#### [Exercise]
Return every record below exactly as given.

#### [Working data]

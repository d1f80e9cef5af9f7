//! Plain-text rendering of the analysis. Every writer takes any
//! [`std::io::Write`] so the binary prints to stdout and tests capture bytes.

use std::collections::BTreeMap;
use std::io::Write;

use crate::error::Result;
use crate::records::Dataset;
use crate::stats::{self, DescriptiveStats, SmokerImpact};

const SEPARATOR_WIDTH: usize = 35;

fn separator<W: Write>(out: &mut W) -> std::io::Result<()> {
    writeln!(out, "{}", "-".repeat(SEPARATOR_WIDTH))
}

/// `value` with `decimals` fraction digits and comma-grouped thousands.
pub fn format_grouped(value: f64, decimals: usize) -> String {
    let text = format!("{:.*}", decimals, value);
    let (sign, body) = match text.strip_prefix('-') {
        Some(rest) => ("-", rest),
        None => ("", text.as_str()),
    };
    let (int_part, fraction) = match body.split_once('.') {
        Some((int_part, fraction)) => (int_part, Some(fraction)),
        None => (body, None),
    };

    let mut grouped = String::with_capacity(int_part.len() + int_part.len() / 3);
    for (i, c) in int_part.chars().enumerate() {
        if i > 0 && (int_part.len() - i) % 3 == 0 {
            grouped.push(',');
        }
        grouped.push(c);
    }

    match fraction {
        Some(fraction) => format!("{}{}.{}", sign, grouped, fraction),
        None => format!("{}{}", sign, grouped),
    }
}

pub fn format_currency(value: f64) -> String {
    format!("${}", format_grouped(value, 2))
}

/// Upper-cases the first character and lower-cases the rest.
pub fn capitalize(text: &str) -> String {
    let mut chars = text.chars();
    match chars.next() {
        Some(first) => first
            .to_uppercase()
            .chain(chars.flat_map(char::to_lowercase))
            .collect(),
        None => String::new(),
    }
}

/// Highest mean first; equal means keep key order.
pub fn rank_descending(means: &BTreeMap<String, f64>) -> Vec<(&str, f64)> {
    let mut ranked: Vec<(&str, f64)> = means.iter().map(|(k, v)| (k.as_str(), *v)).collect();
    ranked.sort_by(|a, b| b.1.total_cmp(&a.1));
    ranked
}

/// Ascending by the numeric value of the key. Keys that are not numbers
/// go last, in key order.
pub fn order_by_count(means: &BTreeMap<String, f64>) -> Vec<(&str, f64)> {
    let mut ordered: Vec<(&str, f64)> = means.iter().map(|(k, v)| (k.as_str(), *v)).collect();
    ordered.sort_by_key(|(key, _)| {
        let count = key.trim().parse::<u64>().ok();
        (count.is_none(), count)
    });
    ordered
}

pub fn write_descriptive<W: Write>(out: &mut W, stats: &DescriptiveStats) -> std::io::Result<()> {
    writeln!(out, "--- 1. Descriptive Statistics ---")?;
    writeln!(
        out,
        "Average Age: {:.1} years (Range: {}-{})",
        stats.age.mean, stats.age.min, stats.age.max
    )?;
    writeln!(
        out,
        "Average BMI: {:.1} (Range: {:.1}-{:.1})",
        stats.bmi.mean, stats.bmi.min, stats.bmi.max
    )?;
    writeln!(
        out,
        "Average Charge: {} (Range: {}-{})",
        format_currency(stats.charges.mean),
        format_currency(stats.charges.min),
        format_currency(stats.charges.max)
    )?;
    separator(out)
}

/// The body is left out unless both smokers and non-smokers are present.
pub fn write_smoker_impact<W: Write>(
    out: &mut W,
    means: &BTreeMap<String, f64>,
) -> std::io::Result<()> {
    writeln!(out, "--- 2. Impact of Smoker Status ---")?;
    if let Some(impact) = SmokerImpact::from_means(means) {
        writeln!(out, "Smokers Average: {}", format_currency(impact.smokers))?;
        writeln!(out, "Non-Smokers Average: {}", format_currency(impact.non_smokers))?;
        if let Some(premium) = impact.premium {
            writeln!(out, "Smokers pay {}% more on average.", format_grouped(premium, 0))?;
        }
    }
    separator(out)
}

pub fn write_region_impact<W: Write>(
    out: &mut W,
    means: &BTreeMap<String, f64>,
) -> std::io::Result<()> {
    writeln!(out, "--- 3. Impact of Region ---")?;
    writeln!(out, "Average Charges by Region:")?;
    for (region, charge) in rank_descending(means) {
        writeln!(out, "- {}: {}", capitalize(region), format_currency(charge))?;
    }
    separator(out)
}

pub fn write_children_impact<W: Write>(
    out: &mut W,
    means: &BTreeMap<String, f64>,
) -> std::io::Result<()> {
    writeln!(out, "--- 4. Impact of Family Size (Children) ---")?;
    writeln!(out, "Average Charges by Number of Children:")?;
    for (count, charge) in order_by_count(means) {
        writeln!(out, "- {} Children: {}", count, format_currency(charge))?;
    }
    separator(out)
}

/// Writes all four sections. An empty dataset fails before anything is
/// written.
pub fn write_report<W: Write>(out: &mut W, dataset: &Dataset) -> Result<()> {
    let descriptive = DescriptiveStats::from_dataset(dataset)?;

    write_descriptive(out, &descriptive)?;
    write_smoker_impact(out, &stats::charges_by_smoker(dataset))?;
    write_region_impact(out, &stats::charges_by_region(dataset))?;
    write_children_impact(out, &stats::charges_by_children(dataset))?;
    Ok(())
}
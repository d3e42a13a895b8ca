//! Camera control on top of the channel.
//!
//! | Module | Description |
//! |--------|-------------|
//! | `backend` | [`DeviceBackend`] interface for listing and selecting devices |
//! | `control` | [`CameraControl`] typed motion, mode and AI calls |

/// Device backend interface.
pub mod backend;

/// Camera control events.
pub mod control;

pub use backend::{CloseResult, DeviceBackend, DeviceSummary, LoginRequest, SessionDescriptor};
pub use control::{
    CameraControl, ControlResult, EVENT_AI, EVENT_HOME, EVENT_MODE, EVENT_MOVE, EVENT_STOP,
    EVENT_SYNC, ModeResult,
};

#### [Answer to this task]
repository d1f80e9cef5af9f7
//! Plain-text rendering of the analysis. Every writer takes any
//! [`std::io::Write`] so the binary prints to stdout and tests capture bytes.

use std::collections::BTreeMap;
use std::io::Write;

use crate::error::Result;
use crate::records::Dataset;
use crate::stats::{self, DescriptiveStats, SmokerImpact};

const SEPARATOR_WIDTH: usize = 35;

fn separator<W: Write>(out: &mut W) -> std::io::Result<()> {
    writeln!(out, "{}", "-".repeat(SEPARATOR_WIDTH))
}

/// `value` with `decimals` fraction digits and comma-grouped thousands.
pub fn format_grouped(value: f64, decimals: usize) -> String {
    let text = format!("{:.*}", decimals, value);
    let (sign, body) = match text.strip_prefix('-') {
        Some(rest) => ("-", rest),
        None => ("", text.as_str()),
    };
    let (int_part, fraction) = match body.split_once('.') {
        Some((int_part, fraction)) => (int_part, Some(fraction)),
        None => (body, None),
    };

    let mut grouped = String::with_capacity(int_part.len() + int_part.len() / 3);
    for (i, c) in int_part.chars().enumerate() {
        if i > 0 && (int_part.len() - i) % 3 == 0 {
            grouped.push(',');
        }
        grouped.push(c);
    }

    match fraction {
        Some(fraction) => format!("{}{}.{}", sign, grouped, fraction),
        None => format!("{}{}", sign, grouped),
    }
}

pub fn format_currency(value: f64) -> String {
    format!("${}", format_grouped(value, 2))
}

/// Upper-cases the first character and lower-cases the rest.
pub fn capitalize(text: &str) -> String {
    let mut chars = text.chars();
    match chars.next() {
        Some(first) => first
            .to_uppercase()
            .chain(chars.flat_map(char::to_lowercase))
            .collect(),
        None => String::new(),
    }
}

/// Highest mean first; equal means keep key order.
pub fn rank_descending(means: &BTreeMap<String, f64>) -> Vec<(&str, f64)> {
    let mut ranked: Vec<(&str, f64)> = means.iter().map(|(k, v)| (k.as_str(), *v)).collect();
    ranked.sort_by(|a, b| b.1.total_cmp(&a.1));
    ranked
}

/// Ascending by the numeric value of the key. Keys that are not numbers
/// go last, in key order.
pub fn order_by_count(means: &BTreeMap<String, f64>) -> Vec<(&str, f64)> {
    let mut ordered: Vec<(&str, f64)> = means.iter().map(|(k, v)| (k.as_str(), *v)).collect();
    ordered.sort_by_key(|(key, _)| {
        let count = key.trim().parse::<u64>().ok();
        (count.is_none(), count)
    });
    ordered
}

pub fn write_descriptive<W: Write>(out: &mut W, stats: &DescriptiveStats) -> std::io::Result<()> {
    writeln!(out, "--- 1. Descriptive Statistics ---")?;
    writeln!(
        out,
        "Average Age: {:.1} years (Range: {}-{})",
        stats.age.mean, stats.age.min, stats.age.max
    )?;
    writeln!(
        out,
        "Average BMI: {:.1} (Range: {:.1}-{:.1})",
        stats.bmi.mean, stats.bmi.min, stats.bmi.max
    )?;
    writeln!(
        out,
        "Average Charge: {} (Range: {}-{})",
        format_currency(stats.charges.mean),
        format_currency(stats.charges.min),
        format_currency(stats.charges.max)
    )?;
    separator(out)
}

/// The body is left out unless both smokers and non-smokers are present.
pub fn write_smoker_impact<W: Write>(
    out: &mut W,
    means: &BTreeMap<String, f64>,
) -> std::io::Result<()> {
    writeln!(out, "--- 2. Impact of Smoker Status ---")?;
    if let Some(impact) = SmokerImpact::from_means(means) {
        writeln!(out, "Smokers Average: {}", format_currency(impact.smokers))?;
        writeln!(out, "Non-Smokers Average: {}", format_currency(impact.non_smokers))?;
        if let Some(premium) = impact.premium {
            writeln!(out, "Smokers pay {}% more on average.", format_grouped(premium, 0))?;
        }
    }
    separator(out)
}

pub fn write_region_impact<W: Write>(
    out: &mut W,
    means: &BTreeMap<String, f64>,
) -> std::io::Result<()> {
    writeln!(out, "--- 3. Impact of Region ---")?;
    writeln!(out, "Average Charges by Region:")?;
    for (region, charge) in rank_descending(means) {
        writeln!(out, "- {}: {}", capitalize(region), format_currency(charge))?;
    }
    separator(out)
}

pub fn write_children_impact<W: Write>(
    out: &mut W,
    means: &BTreeMap<String, f64>,
) -> std::io::Result<()> {
    writeln!(out, "--- 4. Impact of Family Size (Children) ---")?;
    writeln!(out, "Average Charges by Number of Children:")?;
    for (count, charge) in order_by_count(means) {
        writeln!(out, "- {} Children: {}", count, format_currency(charge))?;
    }
    separator(out)
}

/// Writes all four sections. An empty dataset fails before anything is
/// written.
pub fn write_report<W: Write>(out: &mut W, dataset: &Dataset) -> Result<()> {
    let descriptive = DescriptiveStats::from_dataset(dataset)?;

    write_descriptive(out, &descriptive)?;
    write_smoker_impact(out, &stats::charges_by_smoker(dataset))?;
    write_region_impact(out, &stats::charges_by_region(dataset))?;
    write_children_impact(out, &stats::charges_by_children(dataset))?;
    Ok(())
}
repository d3e42a13a895b8ca
//! Camera control on top of the channel.
//!
//! | Module | Description |
//! |--------|-------------|
//! | `backend` | [`DeviceBackend`] interface for listing and selecting devices |
//! | `control` | [`CameraControl`] typed motion, mode and AI calls |

/// Device backend interface.
pub mod backend;

/// Camera control events.
pub mod control;

pub use backend::{CloseResult, DeviceBackend, DeviceSummary, LoginRequest, SessionDescriptor};
pub use control::{
    CameraControl, ControlResult, EVENT_AI, EVENT_HOME, EVENT_MODE, EVENT_MOVE, EVENT_STOP,
    EVENT_SYNC, ModeResult,
};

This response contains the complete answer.